A commercial perspective

Gianugo Rabellino, CEO of SourceSense1, a European open source services company, and a member of the Apache Software Foundation, set the scene, arguing that there are strong economic reasons for the continuing strength of open source development. His point was that we are going through a revolution in software development and he warned: “Revolution is hard stuff. Heads get chopped off. There is violence. There is turmoil. But in the end you get to a new order of stability in which some new things are taken for granted. This has happened for software, and open source has changed the way we produce and distribute software”. His message is that even traditional, proprietary software companies like Microsoft and Sun have been affected and are starting to change the way they work.

However, there was a note of caution. Gianugo also argued that if we are not careful, open source may just become another distribution model. He described three very different, and contrasting, approaches to the production and distribution of open source software. His first model was based on commercial open source companies who continue to develop the code behind closed doors without a great deal of user community involvement. He said: “There are perhaps 83 companies working in this space, where the pattern is ‘I still have developers working behind closed doors and I slide in the pizzas under the door and they come out from time to time with a release. And then we have users who are very welcome to use our software and contribute something back but who know it is just going to be us [developing it]. We are not just the stewards of the project we are actually the owners’.”

The second approach mentioned by Gianugo was the ‘free software’ model proselytised by Richard Stallman where the focus is on developing software that doesn’t impinge on the freedoms of users of the software.

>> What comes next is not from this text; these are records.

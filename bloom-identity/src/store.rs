//! Collaborator interfaces and in-memory implementations.
//!
//! The flows in this crate never talk to a platform keystore or a backend
//! directly. They go through these traits:
//!
//! - [`SecureKeyStore`]: device keystore holding the raw private key.
//! - [`ProfileStore`]: users' published public keys.
//! - [`VaultStore`]: sealed recovery vaults, one per user, write-once.
//! - [`PayloadStore`]: encrypted shared items.
//!
//! [`MemoryKeyStore`] and [`MemoryDirectory`] back them with maps for tests
//! and local development.

use crate::error::{IdentityError, IdentityResult};
use bloom_crypto::{EncryptedPayload, SealedPrivateKey};
use serde::{Deserialize, Serialize};
use std::collections::HashMap;
use std::future::Future;
use std::sync::Arc;
use tokio::sync::RwLock;
use zeroize::Zeroizing;

/// When a secure storage entry may be read.
#[derive(Clone, Copy, Debug, PartialEq, Eq, Serialize, Deserialize)]
pub enum KeyAccessibility {
    WhenUnlocked,
    /// Readable only while unlocked and excluded from cross-device backups.
    WhenUnlockedThisDeviceOnly,
}

/// Server-side recovery vault row.
#[derive(Clone, Debug, PartialEq, Eq, Serialize, Deserialize)]
pub struct VaultRecord {
    pub user_id: String,
    pub encrypted_private_key: String,
    pub salt: String,
    pub iv: String,
    pub auth_tag: String,
}

impl VaultRecord {
    pub fn new(user_id: impl Into<String>, sealed: SealedPrivateKey) -> Self {
        Self {
            user_id: user_id.into(),
            encrypted_private_key: sealed.encrypted_private_key,
            salt: sealed.salt,
            iv: sealed.iv,
            auth_tag: sealed.auth_tag,
        }
    }

    pub fn sealed(&self) -> SealedPrivateKey {
        SealedPrivateKey {
            encrypted_private_key: self.encrypted_private_key.clone(),
            salt: self.salt.clone(),
            iv: self.iv.clone(),
            auth_tag: self.auth_tag.clone(),
        }
    }
}

/// Platform keystore for on-device secrets.
pub trait SecureKeyStore: Send + Sync {
    fn is_available(&self) -> impl Future<Output = bool> + Send;

    fn set_item(
        &self,
        alias: &str,
        value: &str,
        accessibility: KeyAccessibility,
    ) -> impl Future<Output = IdentityResult<()>> + Send;

    fn get_item(
        &self,
        alias: &str,
    ) -> impl Future<Output = IdentityResult<Option<Zeroizing<String>>>> + Send;

    fn delete_item(&self, alias: &str) -> impl Future<Output = IdentityResult<()>> + Send;
}

/// Published identity public keys, by user id.
pub trait ProfileStore: Send + Sync {
    fn get_public_key(
        &self,
        user_id: &str,
    ) -> impl Future<Output = IdentityResult<Option<String>>> + Send;

    fn set_public_key(
        &self,
        user_id: &str,
        public_key: &str,
    ) -> impl Future<Output = IdentityResult<()>> + Send;
}

/// Recovery vaults, by user id. Inserting over an existing vault fails
/// with [`IdentityError::VaultExists`].
pub trait VaultStore: Send + Sync {
    fn insert_vault(&self, record: VaultRecord) -> impl Future<Output = IdentityResult<()>> + Send;

    fn get_vault(
        &self,
        user_id: &str,
    ) -> impl Future<Output = IdentityResult<Option<VaultRecord>>> + Send;
}

/// Encrypted shared items, by item id.
pub trait PayloadStore: Send + Sync {
    fn put_payload(
        &self,
        item_id: &str,
        payload: EncryptedPayload,
    ) -> impl Future<Output = IdentityResult<()>> + Send;

    fn get_payload(
        &self,
        item_id: &str,
    ) -> impl Future<Output = IdentityResult<Option<EncryptedPayload>>> + Send;
}

// ============================================================================
// MemoryKeyStore
// ============================================================================

struct StoredSecret {
    value: Zeroizing<String>,
    accessibility: KeyAccessibility,
}

/// In-memory [`SecureKeyStore`]. One instance models one device.
#[derive(Clone)]
pub struct MemoryKeyStore {
    entries: Arc<RwLock<HashMap<String, StoredSecret>>>,
    available: bool,
}

impl MemoryKeyStore {
    pub fn new() -> Self {
        Self {
            entries: Arc::new(RwLock::new(HashMap::new())),
            available: true,
        }
    }

    /// A device without a passcode or biometric lock.
    pub fn unavailable() -> Self {
        Self {
            available: false,
            ..Self::new()
        }
    }

    /// Access policy recorded for `alias`, if present.
    pub async fn accessibility(&self, alias: &str) -> Option<KeyAccessibility> {
        self.entries
            .read()
            .await
            .get(alias)
            .map(|secret| secret.accessibility)
    }

    pub async fn is_empty(&self) -> bool {
        self.entries.read().await.is_empty()
    }
}

impl Default for MemoryKeyStore {
    fn default() -> Self {
        Self::new()
    }
}

impl SecureKeyStore for MemoryKeyStore {
    async fn is_available(&self) -> bool {
        self.available
    }

    async fn set_item(
        &self,
        alias: &str,
        value: &str,
        accessibility: KeyAccessibility,
    ) -> IdentityResult<()> {
        if !self.available {
            return Err(IdentityError::SecureStorageUnavailable);
        }
        self.entries.write().await.insert(
            alias.to_string(),
            StoredSecret {
                value: Zeroizing::new(value.to_string()),
                accessibility,
            },
        );
        Ok(())
    }

    async fn get_item(&self, alias: &str) -> IdentityResult<Option<Zeroizing<String>>> {
        if !self.available {
            return Err(IdentityError::SecureStorageUnavailable);
        }
        Ok(self
            .entries
            .read()
            .await
            .get(alias)
            .map(|secret| secret.value.clone()))
    }

    async fn delete_item(&self, alias: &str) -> IdentityResult<()> {
        self.entries.write().await.remove(alias);
        Ok(())
    }
}

// ============================================================================
// MemoryDirectory
// ============================================================================

/// In-memory backend: profiles, vaults and payloads.
#[derive(Clone, Default)]
pub struct MemoryDirectory {
    public_keys: Arc<RwLock<HashMap<String, String>>>,
    vaults: Arc<RwLock<HashMap<String, VaultRecord>>>,
    payloads: Arc<RwLock<HashMap<String, EncryptedPayload>>>,
}

impl MemoryDirectory {
    pub fn new() -> Self {
        Self::default()
    }

    pub async fn payload_count(&self) -> usize {
        self.payloads.read().await.len()
    }
}

impl ProfileStore for MemoryDirectory {
    async fn get_public_key(&self, user_id: &str) -> IdentityResult<Option<String>> {
        Ok(self.public_keys.read().await.get(user_id).cloned())
    }

    async fn set_public_key(&self, user_id: &str, public_key: &str) -> IdentityResult<()> {
        self.public_keys
            .write()
            .await
            .insert(user_id.to_string(), public_key.to_string());
        Ok(())
    }
}

impl VaultStore for MemoryDirectory {
    async fn insert_vault(&self, record: VaultRecord) -> IdentityResult<()> {
        let mut vaults = self.vaults.write().await;
        if vaults.contains_key(&record.user_id) {
            return Err(IdentityError::VaultExists(record.user_id));
        }
        vaults.insert(record.user_id.clone(), record);
        Ok(())
    }

    async fn get_vault(&self, user_id: &str) -> IdentityResult<Option<VaultRecord>> {
        Ok(self.vaults.read().await.get(user_id).cloned())
    }
}

impl PayloadStore for MemoryDirectory {
    async fn put_payload(&self, item_id: &str, payload: EncryptedPayload) -> IdentityResult<()> {
        self.payloads
            .write()
            .await
            .insert(item_id.to_string(), payload);
        Ok(())
    }

    async fn get_payload(&self, item_id: &str) -> IdentityResult<Option<EncryptedPayload>> {
        Ok(self.payloads.read().await.get(item_id).cloned())
    }
}

#[cfg(test)]
mod tests {
    use super::*;

    fn sealed() -> SealedPrivateKey {
        SealedPrivateKey {
            encrypted_private_key: "Y2lwaGVy".into(),
            salt: "00".repeat(16),
            iv: "11".repeat(12),
            auth_tag: "22".repeat(16),
        }
    }

    #[test]
    fn vault_record_round_trips_sealed_key() {
        let record = VaultRecord::new("user-1", sealed());
        assert_eq!(record.sealed(), sealed());

        let json = serde_json::to_value(&record).unwrap();
        assert_eq!(json["user_id"], "user-1");
        assert!(json.get("auth_tag").is_some());
    }

    #[tokio::test]
    async fn vault_insert_is_write_once() {
        let directory = MemoryDirectory::new();
        directory.insert_vault(VaultRecord::new("user-1", sealed())).await.unwrap();

        let result = directory.insert_vault(VaultRecord::new("user-1", sealed())).await;
        assert!(matches!(result, Err(IdentityError::VaultExists(id)) if id == "user-1"));
    }

    #[tokio::test]
    async fn unavailable_keystore_refuses_reads_and_writes() {
        let store = MemoryKeyStore::unavailable();
        assert!(!store.is_available().await);
        assert!(store.set_item("k", "v", KeyAccessibility::WhenUnlocked).await.is_err());
        assert!(store.get_item("k").await.is_err());
    }

    #[tokio::test]
    async fn keystore_records_accessibility() {
        let store = MemoryKeyStore::new();
        store
            .set_item("k", "v", KeyAccessibility::WhenUnlockedThisDeviceOnly)
            .await
            .unwrap();
        assert_eq!(
            store.accessibility("k").await,
            Some(KeyAccessibility::WhenUnlockedThisDeviceOnly)
        );
        assert_eq!(store.get_item("k").await.unwrap().unwrap().as_str(), "v");

        store.delete_item("k").await.unwrap();
        assert!(store.is_empty().await);
    }
}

The problem for Gianugo is that by focusing on the final outcome (for the users) and not on the process, free software does not mandate the use of an open development method.

Finally, there is the Open Development Model (ODM) exemplified by The Apache Software Foundation. Gianugo explained that: “It is a bunch of folks, working together, with diverse motivations, and who are not bound by any strong tie; we don’t for example work for the same company”. This third model works with what Harvard Internet lawyer Yochai Benkler has theorised as commons-based peer-production, a process by which everyone who contributes also gets something back that furthers their interests. Gianugo said: “This for me is what open development is about. It is not just grabbing software, attaching an open source licence to it and dumping it somewhere. It is more about understanding and working with others. For me, it is the natural way to express oneself in a connected world”.

The open development methodology

Ross Gardler, OSS Watch manager, explained in more detail what the ODM actually entails and how it can help open source software improve its quality and its sustainability. As has been discussed in previous OSS Watch workshops, sustainability for open source is crucial, but Ross pointed out: “a lot of people think that simply slapping an open source licence on software is becoming sustainable. This is not the case”.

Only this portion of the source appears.